Wendy could hear the woman’s voice on the other end say, “Sir? You’ll have—”
“They’re driving eastward on Route 41 at high speed in a full-size beige sedan, possibly a Chevrolet. One man is short and heavy with dark brown hair, wearing a navy suit. The other is taller, over six feet, wearing a gray sport coat, red tie, charcoal pants. They’re armed and dangerous.”
He clicked off, then pressed the phone again with his thumb. This number was in the memory. “Max Poliakoff, please. Jack Till. Max? I’ve got another emergency. I’m on Route 41 heading east, trying to chase down a couple of guys who just tried to kill Wendy in the Seawall Hotel. I’m not having much luck.
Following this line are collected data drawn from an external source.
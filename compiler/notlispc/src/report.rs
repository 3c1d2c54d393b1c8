//! Rendering syntax errors with ariadne.

use ariadne::{Color, Config, Label, Report, ReportKind, Source};
use notlisp_parse::ParseError;

/// Render `error` against `source` as a labelled snippet.
///
/// `name` is shown as the source location (`<stdin>`, a file path, or a
/// `path:line` pair when files are run line by line).
pub fn render_parse_error(name: &str, source: &str, error: &ParseError, color: bool) -> String {
    let span = error.span().to_range();

    let mut report = Report::build(ReportKind::Error, name, span.start)
        .with_config(Config::default().with_color(color))
        .with_message(error.to_string())
        .with_label(
            Label::new((name, span))
                .with_message(error.label())
                .with_color(Color::Red),
        );

    if let Some(open) = error.related_span() {
        report = report.with_label(
            Label::new((name, open.to_range()))
                .with_message("group opened here")
                .with_color(Color::Blue),
        );
    }

    let mut out = Vec::new();
    match report.finish().write((name, Source::from(source)), &mut out) {
        Ok(()) => String::from_utf8_lossy(&out).into_owned(),
        Err(_) => format!("Error: {error}\n"),
    }
}
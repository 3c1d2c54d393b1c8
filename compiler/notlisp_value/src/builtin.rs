//! Identity of built-in operations.
//!
//! Function values store a `Builtin` rather than a name or a pointer. The
//! set is fixed, so the evaluator dispatches with a plain `match` and two
//! function values compare equal exactly when they refer to the same
//! operation, whichever alias they were looked up under.

use std::fmt;

/// A built-in operation.
#[derive(Clone, Copy, Debug, PartialEq, Eq, Hash)]
pub enum Builtin {
    // List operations
    List,
    Head,
    Tail,
    Eval,
    Join,
    Cons,
    Len,

    // Binding
    Def,

    // Arithmetic
    Add,
    Sub,
    Mul,
    Div,
    Mod,
    Pow,
    Min,
    Max,
    Incr,
    Decr,
}

impl Builtin {
    /// Every built-in, in registration order.
    pub const ALL: [Builtin; 18] = [
        Builtin::List,
        Builtin::Head,
        Builtin::Tail,
        Builtin::Eval,
        Builtin::Join,
        Builtin::Cons,
        Builtin::Len,
        Builtin::Def,
        Builtin::Add,
        Builtin::Sub,
        Builtin::Mul,
        Builtin::Div,
        Builtin::Mod,
        Builtin::Pow,
        Builtin::Min,
        Builtin::Max,
        Builtin::Incr,
        Builtin::Decr,
    ];

    /// The name used in error messages.
    pub fn name(self) -> &'static str {
        match self {
            Builtin::List => "list",
            Builtin::Head => "head",
            Builtin::Tail => "tail",
            Builtin::Eval => "eval",
            Builtin::Join => "join",
            Builtin::Cons => "cons",
            Builtin::Len => "len",
            Builtin::Def => "def",
            Builtin::Add => "+",
            Builtin::Sub => "-",
            Builtin::Mul => "*",
            Builtin::Div => "/",
            Builtin::Mod => "%",
            Builtin::Pow => "^",
            Builtin::Min => "min",
            Builtin::Max => "max",
            Builtin::Incr => "incr",
            Builtin::Decr => "decr",
        }
    }

    /// Every symbol this built-in is registered under.
    pub fn aliases(self) -> &'static [&'static str] {
        match self {
            Builtin::List => &["list"],
            Builtin::Head => &["head"],
            Builtin::Tail => &["tail"],
            Builtin::Eval => &["eval"],
            Builtin::Join => &["join"],
            Builtin::Cons => &["cons"],
            Builtin::Len => &["len"],
            Builtin::Def => &["def"],
            Builtin::Add => &["+", "add"],
            Builtin::Sub => &["-", "sub"],
            Builtin::Mul => &["*", "mul"],
            Builtin::Div => &["/", "div"],
            Builtin::Mod => &["%", "mod"],
            Builtin::Pow => &["^", "pow"],
            Builtin::Min => &["min"],
            Builtin::Max => &["max"],
            Builtin::Incr => &["incr"],
            Builtin::Decr => &["decr"],
        }
    }

    /// Find the built-in registered under `name`.
    pub fn from_name(name: &str) -> Option<Builtin> {
        Builtin::ALL
            .into_iter()
            .find(|builtin| builtin.aliases().contains(&name))
    }
}

impl fmt::Display for Builtin {
    fn fmt(&self, f: &mut fmt::Formatter<'_>) -> fmt::Result {
        f.write_str(self.name())
    }
}
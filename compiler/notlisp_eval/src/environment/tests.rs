use pretty_assertions::assert_eq;

use super::*;

#[test]
fn unbound_lookup_is_an_error_value() {
    let env = Environment::new();
    assert_eq!(env.get("x").to_string(), "Error: unbound symbol 'x'");
    assert!(env.lookup("x").is_none());
}

#[test]
fn put_stores_a_private_copy() {
    let mut env = Environment::new();
    let mut value = Value::qexpr().with(Value::number(1));
    env.put("xs", &value);
    value.push(Value::number(2));

    assert_eq!(env.get("xs").to_string(), "{1}");
    assert_eq!(value.to_string(), "{1 2}");
}

#[test]
fn get_returns_a_copy() {
    let mut env = Environment::new();
    env.put("xs", &Value::qexpr().with(Value::number(1)));
    let mut copy = env.get("xs");
    copy.push(Value::number(9));
    assert_eq!(env.get("xs").to_string(), "{1}");
}

#[test]
fn rebinding_overwrites_in_place() {
    let mut env = Environment::new();
    env.put("a", &Value::number(1));
    env.put("b", &Value::number(2));
    env.put("a", &Value::number(3));

    assert_eq!(env.get("a"), Value::number(3));
    assert_eq!(env.len(), 2);
    assert_eq!(env.names().collect::<Vec<_>>(), vec!["a", "b"]);
}

#[test]
fn with_builtins_registers_every_alias() {
    let env = Environment::with_builtins();
    for builtin in Builtin::ALL {
        for alias in builtin.aliases() {
            assert_eq!(env.lookup(alias), Some(&Value::function(builtin)), "{alias}");
        }
    }
    assert_eq!(env.get("add"), env.get("+"));
    assert!(!env.contains("lambda"));
}

#[test]
fn empty_environment() {
    let env = Environment::default();
    assert!(env.is_empty());
    assert_eq!(env.len(), 0);
}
I can’t see them. I just called the cops in Morro Bay. Can you call and tell them what you need to?” He listened. “Thanks.” Poliakoff was saying something. Till listened for a few seconds, then said, “All right. Got to drive now. Talk to you later.”
Wendy rose in her seat to watch the road ahead. “I still don’t see them.”
Till shrugged. “They’re too far ahead of us.” He let the car slow down, then pulled to the side of the road and made a U-turn.
“What are you doing?”
“We’re not going to get close enough to see them. It’s time to get you to Los Angeles.”
34
SCOTT SCHELLING STRAINED to bench-press the weight, his arms trembling as he pushed the bar and straightened his elbows. “Three more, give me three more.” Dale, his personal trainer, was shouting into his ear. “Three. Two. One.” Schelling pressed the weight into the air above his face, the big hands appeared above Schelling’s head and then the thick, hairy arms and the olive-drab T-shirt, and Dale guided the heavy weight bar onto the support above the bench. “Fair, Scott. Pretty fair. Now we still have time for a quick run.”
Scott Schelling sat up, his arms limp, and looked at the clock on the wall of his exercise room. “I don’t think so. I have a meeting in a few minutes. But I’ll run tonight when I get back, and then take a swim.”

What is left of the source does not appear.